AVAILABLE DATA below:

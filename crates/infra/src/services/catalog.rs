use chrono::Utc;
use tracing::{info, instrument, warn};

use billbook_core::TenantId;
use billbook_events::{EventBus, RecordChanged};
use billbook_parties::{Customer, CustomerId, CustomerUpdate, NewCustomer, resolve_customer};
use billbook_products::{Item, ItemId, ItemUpdate, NewItem, find_by_name};

use super::BillBook;
use crate::error::{ServiceError, ServiceResult};
use crate::session::Session;
use crate::store::{ListQuery, RecordStore};

impl<S, B> BillBook<S, B>
where
    S: RecordStore,
    B: EventBus<RecordChanged>,
{
    pub async fn list_customers(&self, session: &Session) -> ServiceResult<Vec<Customer>> {
        let Some(tenant_id) = session.owner() else {
            return Ok(Vec::new());
        };
        Ok(self.books.list(tenant_id, &ListQuery::new().order_by("name")).await?)
    }

    pub async fn get_customer(&self, session: &Session, id: CustomerId) -> ServiceResult<Customer> {
        let tenant_id = session.require_owner()?;
        self.load_customer(tenant_id, id).await
    }

    /// Case-insensitive exact-name lookup.
    pub async fn find_customer(&self, session: &Session, name: &str) -> ServiceResult<Option<Customer>> {
        let Some(tenant_id) = session.owner() else {
            return Ok(None);
        };
        let customers: Vec<Customer> = self.books.all(tenant_id).await?;
        Ok(resolve_customer(&customers, name).cloned())
    }

    #[instrument(skip(self, session, input), fields(name = %input.name))]
    pub async fn create_customer(&self, session: &Session, input: NewCustomer) -> ServiceResult<Customer> {
        let tenant_id = session.require_owner()?;
        let customer = Customer::register(CustomerId::generate(), input, Utc::now())?;
        self.books.insert(tenant_id, &customer).await?;
        info!(%tenant_id, customer_id = %customer.id, "customer created");
        Ok(customer)
    }

    pub async fn update_customer(
        &self,
        session: &Session,
        id: CustomerId,
        update: CustomerUpdate,
    ) -> ServiceResult<Customer> {
        let tenant_id = session.require_owner()?;
        let mut customer = self.load_customer(tenant_id, id).await?;
        customer.apply_update(update)?;
        self.books.save(tenant_id, &customer).await?;
        Ok(customer)
    }

    /// Documents keep their denormalised customer name, so deleting a
    /// customer leaves them readable but unlinked in practice.
    pub async fn delete_customer(&self, session: &Session, id: CustomerId) -> ServiceResult<()> {
        let tenant_id = session.require_owner()?;
        self.load_customer(tenant_id, id).await?;
        self.books.delete::<Customer>(tenant_id, id).await?;
        info!(%tenant_id, customer_id = %id, "customer deleted");
        Ok(())
    }

    pub async fn list_items(&self, session: &Session) -> ServiceResult<Vec<Item>> {
        let Some(tenant_id) = session.owner() else {
            return Ok(Vec::new());
        };
        Ok(self.books.list(tenant_id, &ListQuery::new().order_by("name")).await?)
    }

    pub async fn get_item(&self, session: &Session, id: ItemId) -> ServiceResult<Item> {
        let tenant_id = session.require_owner()?;
        self.load_item(tenant_id, id).await
    }

    pub async fn find_item(&self, session: &Session, name: &str) -> ServiceResult<Option<Item>> {
        let Some(tenant_id) = session.owner() else {
            return Ok(None);
        };
        let items: Vec<Item> = self.books.all(tenant_id).await?;
        Ok(find_by_name(&items, name).cloned())
    }

    #[instrument(skip(self, session, input), fields(name = %input.name))]
    pub async fn create_item(&self, session: &Session, input: NewItem) -> ServiceResult<Item> {
        let tenant_id = session.require_owner()?;
        let item = Item::register(ItemId::generate(), input, Utc::now())?;
        self.books.insert(tenant_id, &item).await?;
        info!(%tenant_id, item_id = %item.id, "item created");
        Ok(item)
    }

    pub async fn update_item(&self, session: &Session, id: ItemId, update: ItemUpdate) -> ServiceResult<Item> {
        let tenant_id = session.require_owner()?;
        let mut item = self.load_item(tenant_id, id).await?;
        item.apply_update(update)?;
        self.books.save(tenant_id, &item).await?;
        Ok(item)
    }

    pub async fn delete_item(&self, session: &Session, id: ItemId) -> ServiceResult<()> {
        let tenant_id = session.require_owner()?;
        self.load_item(tenant_id, id).await?;
        self.books.delete::<Item>(tenant_id, id).await?;
        Ok(())
    }

    async fn load_item(&self, tenant_id: TenantId, id: ItemId) -> ServiceResult<Item> {
        self.books
            .get::<Item>(tenant_id, id)
            .await?
            .ok_or_else(|| ServiceError::not_found(format!("item {id}")))
    }

    /// Return the customer named `input.name`, registering it first if the
    /// catalog has none.
    pub(crate) async fn ensure_customer(&self, tenant_id: TenantId, input: NewCustomer) -> ServiceResult<Customer> {
        let customers: Vec<Customer> = self.books.all(tenant_id).await?;
        if let Some(existing) = resolve_customer(&customers, &input.name) {
            return Ok(existing.clone());
        }
        let customer = Customer::register(CustomerId::generate(), input, Utc::now())?;
        self.books.insert(tenant_id, &customer).await?;
        info!(%tenant_id, customer_id = %customer.id, "customer registered from invoice");
        Ok(customer)
    }

    /// Register catalog items for names not seen before. Best effort: a
    /// failure is logged and the caller carries on without the item.
    pub(crate) async fn ensure_items(&self, tenant_id: TenantId, wanted: Vec<NewItem>) -> Vec<Item> {
        let mut items: Vec<Item> = match self.books.all(tenant_id).await {
            Ok(items) => items,
            Err(err) => {
                warn!(%tenant_id, error = %err, "could not load catalog for item registration");
                return Vec::new();
            }
        };

        for input in wanted {
            if find_by_name(&items, &input.name).is_some() {
                continue;
            }
            let name = input.name.clone();
            let registered = match Item::register(ItemId::generate(), input, Utc::now()) {
                Ok(item) => item,
                Err(err) => {
                    warn!(%tenant_id, %name, error = %err, "skipping item registration");
                    continue;
                }
            };
            match self.books.insert(tenant_id, &registered).await {
                Ok(()) => items.push(registered),
                Err(err) => warn!(%tenant_id, %name, error = %err, "item registration failed"),
            }
        }
        items
    }
}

End of AVAILABLE DATA.

» WHAT IS NEEDED
Locate the string "registration" in the listing above and copy every line where it occurs.

» YOUR RESPONSE
                warn!(%tenant_id, error = %err, "could not load catalog for item registration");
                    warn!(%tenant_id, %name, error = %err, "skipping item registration");
                Err(err) => warn!(%tenant_id, %name, error = %err, "item registration failed"),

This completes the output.